We can move on to performing an Anderson--Darling test for normality on
the pooled data.

```{r}
norm_data %>%
  filter(test == "FC") %>%
  mutate(
    strength_norm_group = normalize_group_mean(strength.norm, condition)) %>%
  anderson_darling_normal(strength_norm_group)
```

```{r include=FALSE}
if ((norm_data %>%
  filter(test == "FC") %>%
  mutate(
    strength_norm_group = normalize_group_mean(strength.norm, condition)) %>%
  anderson_darling_normal(strength_norm_group))$osl <= 0.05) {
  stop("Unexpected value from AD test")
  }
```

The Anderson--Darling test indicates that the pooled data is drawn from
a normal distribution, so we can continue with calculating basis values
using the "pooled CV" method.

```{r}
norm_data %>%
  filter(test == "FC") %>%
  basis_pooled_cv(strength.norm, condition, batch)
```

The conditions listed in the output above are in alphabetical order. This
probably isn't what you want. Instead, you probably want the conditions
listed in a certain order. This can be done by ordering the data first as
demonstrated below. You're probably just do this one in at the start of
your analysis. In the example below, we'll store the result in the variable
`basis_res` before printing it.

```{r}
basis_res <- norm_data %>%
  mutate(condition = ordered(condition,
                             c("CTD", "RTD", "ETD", "ETW", "ETW2"))) %>%
  filter(test == "FC") %>%
  basis_pooled_cv(strength.norm, condition, batch)
basis_res
```

The summary statistics that we computed for each condition earlier can also
be generated using the `basis` object returned by `basis_pooled_cv` and related
functions.

```{r}
basis_res %>%
  condition_summary("RTD")
```



# Equivalency
Eventually, once you've finished calculating all your basis values,
you'll probably want to set specification requirements or evaluate
site/process equivalency. `cmstatr` has functionality to do both.

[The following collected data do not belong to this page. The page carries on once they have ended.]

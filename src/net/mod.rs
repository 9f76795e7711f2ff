//! Network dialing
//!
//! A [`DialSpec`] says how to reach the server: directly, over a Unix socket,
//! or through a SOCKS5 / HTTP CONNECT proxy. [`DialSpec::dialer`] turns it into
//! a [`Dialer`] that yields a [`Transport`] the protocol layer can log in over.
//!
//! The proxy is taken from `Configuration::proxy` when set; otherwise
//! `ALL_PROXY` / `all_proxy` is consulted, honouring `NO_PROXY` / `no_proxy`.

pub mod direct;
pub mod http_connect;
pub mod socks;

pub use direct::DirectDialer;
pub use http_connect::HttpConnectDialer;
pub use socks::SocksDialer;

use crate::config::endpoint::{join_host_port, split_host_port};
use crate::config::{Configuration, Endpoint};
use crate::connection::Transport;
use crate::{Error, Result};
use async_trait::async_trait;
use base64::engine::general_purpose::STANDARD;
use base64::Engine;
use std::fmt;
use std::sync::Arc;

/// Opens byte streams to a MySQL endpoint
#[async_trait]
pub trait Dialer: Send + Sync + fmt::Debug {
    /// Open a transport to `target`
    async fn dial(&self, target: &Endpoint) -> Result<Transport>;

    /// Short name for logs
    fn name(&self) -> &'static str;
}

/// Proxy URL scheme
#[derive(Debug, Clone, Copy, PartialEq, Eq, Hash)]
pub enum ProxyScheme {
    /// SOCKS5, target resolved locally
    Socks5,
    /// SOCKS5, target resolved by the proxy
    Socks5h,
    /// HTTP CONNECT
    Http,
    /// HTTP CONNECT (the proxy itself is reached over plain TCP)
    Https,
}

impl ProxyScheme {
    fn parse(value: &str) -> Option<Self> {
        match value {
            "socks5" => Some(ProxyScheme::Socks5),
            "socks5h" => Some(ProxyScheme::Socks5h),
            "http" => Some(ProxyScheme::Http),
            "https" => Some(ProxyScheme::Https),
            _ => None,
        }
    }

    /// URL scheme string
    pub fn as_str(&self) -> &'static str {
        match self {
            ProxyScheme::Socks5 => "socks5",
            ProxyScheme::Socks5h => "socks5h",
            ProxyScheme::Http => "http",
            ProxyScheme::Https => "https",
        }
    }

    /// Whether this is a SOCKS proxy
    pub fn is_socks(&self) -> bool {
        matches!(self, ProxyScheme::Socks5 | ProxyScheme::Socks5h)
    }
}

/// Parsed proxy URL `scheme://[user[:password]@]host:port`
#[derive(Clone, PartialEq, Eq)]
pub struct ProxySpec {
    /// Scheme
    pub scheme: ProxyScheme,
    /// Proxy host (IPv6 without brackets)
    pub host: String,
    /// Proxy port
    pub port: u16,
    /// Username from the userinfo, percent-decoded
    pub username: Option<String>,
    /// Password from the userinfo, percent-decoded
    pub password: Option<String>,
}

impl ProxySpec {
    /// Parse and validate a proxy URL
    pub fn parse(raw: &str) -> Result<Self> {
        let invalid = || {
            Error::Config(
                "The proxy URL is not a valid proxy url. Must be in format: socks5://host:port, http://host:port, or https://host:port"
                    .into(),
            )
        };

        let (scheme, rest) = raw.split_once("://").ok_or_else(invalid)?;
        let scheme = ProxyScheme::parse(scheme).ok_or_else(invalid)?;

        let (userinfo, hostport) = match rest.rsplit_once('@') {
            Some((userinfo, hostport)) => (Some(userinfo), hostport),
            None => (None, rest),
        };

        let (host, port) = split_host_port(hostport).map_err(|_| invalid())?;
        let port = port.ok_or_else(invalid)?;
        if host.is_empty() || host.contains('/') {
            return Err(invalid());
        }

        let (username, password) = match userinfo {
            Some(info) => {
                let (user, pass) = match info.split_once(':') {
                    Some((user, pass)) => (user, Some(pass)),
                    None => (info, None),
                };
                (Some(decode_userinfo(user)?), pass.map(decode_userinfo).transpose()?)
            }
            None => (None, None),
        };

        Ok(Self {
            scheme,
            host: host.to_string(),
            port,
            username,
            password,
        })
    }

    /// `host:port` of the proxy
    pub fn address(&self) -> String {
        join_host_port(&self.host, self.port)
    }

    /// URL with the password masked, for logs and cache keys
    pub fn masked(&self) -> String {
        let userinfo = match (&self.username, &self.password) {
            (Some(user), Some(_)) => format!("{}:***@", user),
            (Some(user), None) => format!("{}@", user),
            _ => String::new(),
        };
        format!("{}://{}{}", self.scheme.as_str(), userinfo, self.address())
    }

    /// `Proxy-Authorization` value; only sent when a password is present
    pub fn basic_auth(&self) -> Option<String> {
        let password = self.password.as_deref()?;
        let user = self.username.as_deref().unwrap_or("");
        Some(format!(
            "Basic {}",
            STANDARD.encode(format!("{}:{}", user, password))
        ))
    }

    /// Proxy from `ALL_PROXY` / `all_proxy` unless `NO_PROXY` exempts `target_host`
    pub fn from_env_with<F>(lookup: F, target_host: &str) -> Result<Option<Self>>
    where
        F: Fn(&str) -> Option<String>,
    {
        let get = |key: &str| lookup(key).filter(|v| !v.is_empty());
        let Some(raw) = get("ALL_PROXY").or_else(|| get("all_proxy")) else {
            return Ok(None);
        };

        let no_proxy = get("NO_PROXY").or_else(|| get("no_proxy")).unwrap_or_default();
        if bypasses_proxy(&no_proxy, target_host) {
            tracing::debug!(host = %target_host, "NO_PROXY matches target, dialing directly");
            return Ok(None);
        }

        Self::parse(&raw).map(Some)
    }
}

impl fmt::Debug for ProxySpec {
    fn fmt(&self, f: &mut fmt::Formatter<'_>) -> fmt::Result {
        f.write_str(&self.masked())
    }
}

impl fmt::Display for ProxySpec {
    fn fmt(&self, f: &mut fmt::Formatter<'_>) -> fmt::Result {
        f.write_str(&self.masked())
    }
}

fn decode_userinfo(value: &str) -> Result<String> {
    urlencoding::decode(value)
        .map(|v| v.into_owned())
        .map_err(|_| Error::Config("proxy userinfo is not valid UTF-8 after decoding".into()))
}

/// Whether a `NO_PROXY` list exempts `host`
///
/// Entries are exact hosts, domain suffixes (with or without a leading dot),
/// `host:port` (port ignored), or `*`.
pub fn bypasses_proxy(no_proxy: &str, host: &str) -> bool {
    let host = host.trim_end_matches('.').to_ascii_lowercase();
    no_proxy
        .split(',')
        .map(str::trim)
        .filter(|entry| !entry.is_empty())
        .any(|entry| {
            if entry == "*" {
                return true;
            }
            let entry = split_host_port(entry)
                .map(|(h, _)| h)
                .unwrap_or(entry)
                .trim_start_matches("*.")
                .trim_start_matches('.')
                .to_ascii_lowercase();
            host == entry || host.ends_with(&format!(".{}", entry))
        })
}

/// Network kind of a dial
#[derive(Debug, Clone, Copy, PartialEq, Eq, Hash)]
pub enum NetworkKind {
    /// Direct TCP
    Tcp,
    /// Unix domain socket
    Unix,
    /// TCP through a proxy tunnel
    Proxied,
    /// Cloud SQL connector
    CloudSql,
}

impl fmt::Display for NetworkKind {
    fn fmt(&self, f: &mut fmt::Formatter<'_>) -> fmt::Result {
        let name = match self {
            NetworkKind::Tcp => "tcp",
            NetworkKind::Unix => "unix",
            NetworkKind::Proxied => "proxied",
            NetworkKind::CloudSql => "cloudsql",
        };
        f.write_str(name)
    }
}

/// How to reach the server
#[derive(Debug, Clone, PartialEq, Eq)]
pub struct DialSpec {
    /// Network kind
    pub kind: NetworkKind,
    /// Target endpoint
    pub target: Endpoint,
    /// Proxy tunnel, when `kind` is `Proxied`
    pub proxy: Option<ProxySpec>,
}

impl DialSpec {
    /// Select the dial path for a configuration using the process environment
    pub fn from_config(config: &Configuration) -> Result<Self> {
        Self::from_config_with(config, |key| std::env::var(key).ok())
    }

    /// Select the dial path with an arbitrary environment lookup
    pub fn from_config_with<F>(config: &Configuration, lookup: F) -> Result<Self>
    where
        F: Fn(&str) -> Option<String>,
    {
        let target = config.endpoint()?;

        let host = match &target {
            Endpoint::Unix(_) => {
                return Ok(Self {
                    kind: NetworkKind::Unix,
                    target,
                    proxy: None,
                })
            }
            Endpoint::CloudSql { .. } => {
                return Ok(Self {
                    kind: NetworkKind::CloudSql,
                    target,
                    proxy: None,
                })
            }
            Endpoint::Tcp { host, .. } => host.clone(),
        };

        let proxy = match config.proxy.as_deref().filter(|p| !p.is_empty()) {
            Some(raw) => Some(ProxySpec::parse(raw)?),
            None => ProxySpec::from_env_with(lookup, &host)?,
        };

        let kind = if proxy.is_some() {
            NetworkKind::Proxied
        } else {
            NetworkKind::Tcp
        };

        Ok(Self {
            kind,
            target,
            proxy,
        })
    }

    /// Dialer for this route
    ///
    /// Cloud SQL endpoints are dialed by the connector the credential source
    /// supplies; the direct dialer rejects them.
    pub fn dialer(&self) -> Arc<dyn Dialer> {
        match &self.proxy {
            Some(proxy) if proxy.scheme.is_socks() => Arc::new(SocksDialer::new(proxy.clone())),
            Some(proxy) => Arc::new(HttpConnectDialer::new(proxy.clone())),
            None => Arc::new(DirectDialer),
        }
    }
}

Let's say that you want to develop specification limits for fill compression
that you're going to put in your material specification. You can do this
as follows:

```{r}
carbon.fabric.2 %>%
  filter(test == "FC" & condition == "RTD") %>%
  equiv_mean_extremum(strength, n_sample = 5, alpha = 0.01)
```

If you're determining equivalency limits for modulus, a different
approach is generally used so that bilateral limits are set. `cmstatr`
can do this as well, using the function `equiv_change_mean`.